Polyoxyethylene-polyoxypropylene block copolymer gels as sustained release vehicles for subcutaneous drug administration

Abstract

Polyoxyethylene-polyoxypropylene surface-active block copolymers (Pluronic®) were evaluated as a vehicle for subcutaneous administration of drugs using a phenolsulfophthalein (PR) as a tracer. The type of Pluronic® copolymer (F108 or F127), and their concentrations, and the effect of solutes (NaOH, NaCl or PR) on gelation properties were studied. Sodium hydroxide and sodium chloride decreased the gel-sol transition temperature, whereas the opposite effect was observed with PR. The ‘in vitro’ release rates obtained for PR were inversely proportional to the concentration of Pluronic used and a zero-order release rate was observed in all preparations assayed.

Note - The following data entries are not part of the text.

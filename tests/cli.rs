//! Command-line tests for the compat-check binary
//!
//! Each test runs the built binary with an isolated config directory so a
//! user's own config file never leaks in.

use serde_json::Value;
use std::net::TcpListener;
use std::path::Path;
use std::process::{Command, Output};
use tempfile::TempDir;

fn compat_check(config_home: &Path, args: &[&str]) -> Output {
    Command::new(env!("CARGO_BIN_EXE_compat-check"))
        .args(args)
        .env("XDG_CONFIG_HOME", config_home)
        .env("HOME", config_home)
        .env_remove("RUST_LOG")
        .output()
        .expect("Failed to run compat-check")
}

fn stdout(output: &Output) -> String {
    String::from_utf8_lossy(&output.stdout).to_string()
}

fn stderr(output: &Output) -> String {
    String::from_utf8_lossy(&output.stderr).to_string()
}

/// A local URL nothing is listening on
fn closed_server() -> String {
    let listener = TcpListener::bind("127.0.0.1:0").unwrap();
    let url = format!("http://{}", listener.local_addr().unwrap());
    drop(listener);
    url
}

#[test]
fn test_list_console() {
    let home = TempDir::new().unwrap();
    let output = compat_check(home.path(), &["--list"]);

    assert_eq!(output.status.code(), Some(0), "{}", stderr(&output));
    let out = stdout(&output);
    assert!(out.contains("Available Tests"));
    assert!(out.contains("health_endpoint"));
    assert!(out.contains("in 8 categories"));
}

#[test]
fn test_list_json_in_priority_order() {
    let home = TempDir::new().unwrap();
    let output = compat_check(home.path(), &["--list", "--json"]);
    assert_eq!(output.status.code(), Some(0));

    let catalog: Value = serde_json::from_str(&stdout(&output)).unwrap();
    let categories: Vec<&str> = catalog
        .as_array()
        .unwrap()
        .iter()
        .map(|g| g["category"].as_str().unwrap())
        .collect();
    assert_eq!(
        categories,
        vec![
            "connectivity",
            "basic_chat",
            "streaming",
            "models",
            "tools",
            "parameters",
            "errors",
            "response_format"
        ]
    );

    let tests: Vec<&str> = catalog[0]["tests"]
        .as_array()
        .unwrap()
        .iter()
        .map(|t| t.as_str().unwrap())
        .collect();
    let mut sorted = tests.clone();
    sorted.sort();
    assert_eq!(tests, sorted);
}

#[test]
fn test_unknown_test_runs_nothing() {
    let home = TempDir::new().unwrap();
    let server = closed_server();

    let output = compat_check(home.path(), &["--test", "no_such_test", "--server", &server]);
    assert_eq!(output.status.code(), Some(0));
    assert!(stdout(&output).contains("No tests to run"));

    let output = compat_check(
        home.path(),
        &["--test", "no_such_test", "--server", &server, "--json"],
    );
    assert_eq!(output.status.code(), Some(0));
    let document: Value = serde_json::from_str(&stdout(&output)).unwrap();
    assert_eq!(document["results"].as_array().unwrap().len(), 0);
    assert_eq!(document["summary"]["passed"], 0);
}

#[test]
fn test_unreachable_server_counts_failures() {
    let home = TempDir::new().unwrap();
    let server = closed_server();
    let output = compat_check(
        home.path(),
        &["connectivity", "--server", &server, "--timeout", "5", "--json"],
    );

    assert_eq!(output.status.code(), Some(5), "{}", stderr(&output));
    let document: Value = serde_json::from_str(&stdout(&output)).unwrap();
    assert_eq!(document["server"], server.as_str());
    assert_eq!(document["provider"], "chatgpt");
    assert_eq!(document["model"], "chatgpt/gpt-5");

    let results = document["results"].as_array().unwrap();
    assert_eq!(results.len(), 5);
    for result in results {
        assert_eq!(result["category"], "connectivity");
        assert_eq!(result["outcome"], "errored");
        assert!(result["error"].as_str().unwrap().starts_with("http: "));
    }
    assert_eq!(document["summary"]["failed"], 5);
}

#[test]
fn test_config_file_supplies_settings() {
    let home = TempDir::new().unwrap();
    let server = closed_server();
    let config = home.path().join("custom.toml");
    std::fs::write(
        &config,
        format!(
            "[server]\nurl = \"{}\"\ntimeout_secs = 5\n\n[suite]\nprovider = \"copilot\"\n",
            server
        ),
    )
    .unwrap();

    let output = compat_check(
        home.path(),
        &[
            "--test",
            "health_endpoint",
            "--json",
            "--config",
            config.to_str().unwrap(),
        ],
    );
    assert_eq!(output.status.code(), Some(1), "{}", stderr(&output));
    let document: Value = serde_json::from_str(&stdout(&output)).unwrap();
    assert_eq!(document["provider"], "copilot");
    assert_eq!(document["model"], "copilot/gpt-4o");
}

#[test]
fn test_invalid_settings_are_fatal() {
    let home = TempDir::new().unwrap();

    let output = compat_check(home.path(), &["--provider", "bard"]);
    assert_eq!(output.status.code(), Some(1));
    assert!(stderr(&output).contains("Unknown provider 'bard'"));

    let output = compat_check(home.path(), &["--server", "ftp://example.com"]);
    assert_eq!(output.status.code(), Some(1));
    assert!(stderr(&output).contains("Invalid server URL"));

    let missing = home.path().join("missing.toml");
    let output = compat_check(home.path(), &["--config", missing.to_str().unwrap()]);
    assert_eq!(output.status.code(), Some(1));
}

#[test]
fn test_zero_timeout_rejected_by_parser() {
    let home = TempDir::new().unwrap();
    let output = compat_check(home.path(), &["--timeout", "0"]);
    assert_eq!(output.status.code(), Some(2));
}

Pluronic® F127/PR preparations were administered subcutaneously (SC) to Wistar rats and PR plasma levels were compared with those reached after SC or intravenous (i.v.) administration of a PR aqueous solution. The gel formulation produced a sustained plateau level within 15 min that lasted 8–9 h. In vivo data analysis was performed with the JANA and PCNONLIN computer programs. The best fittings for experimental data from Pluronic gels were obtained using a zero-order input and first-order output two-compartment model. The results obtained suggest that PF127 aqueous gels may be of practical use as a vehicle for SC administration of drugs.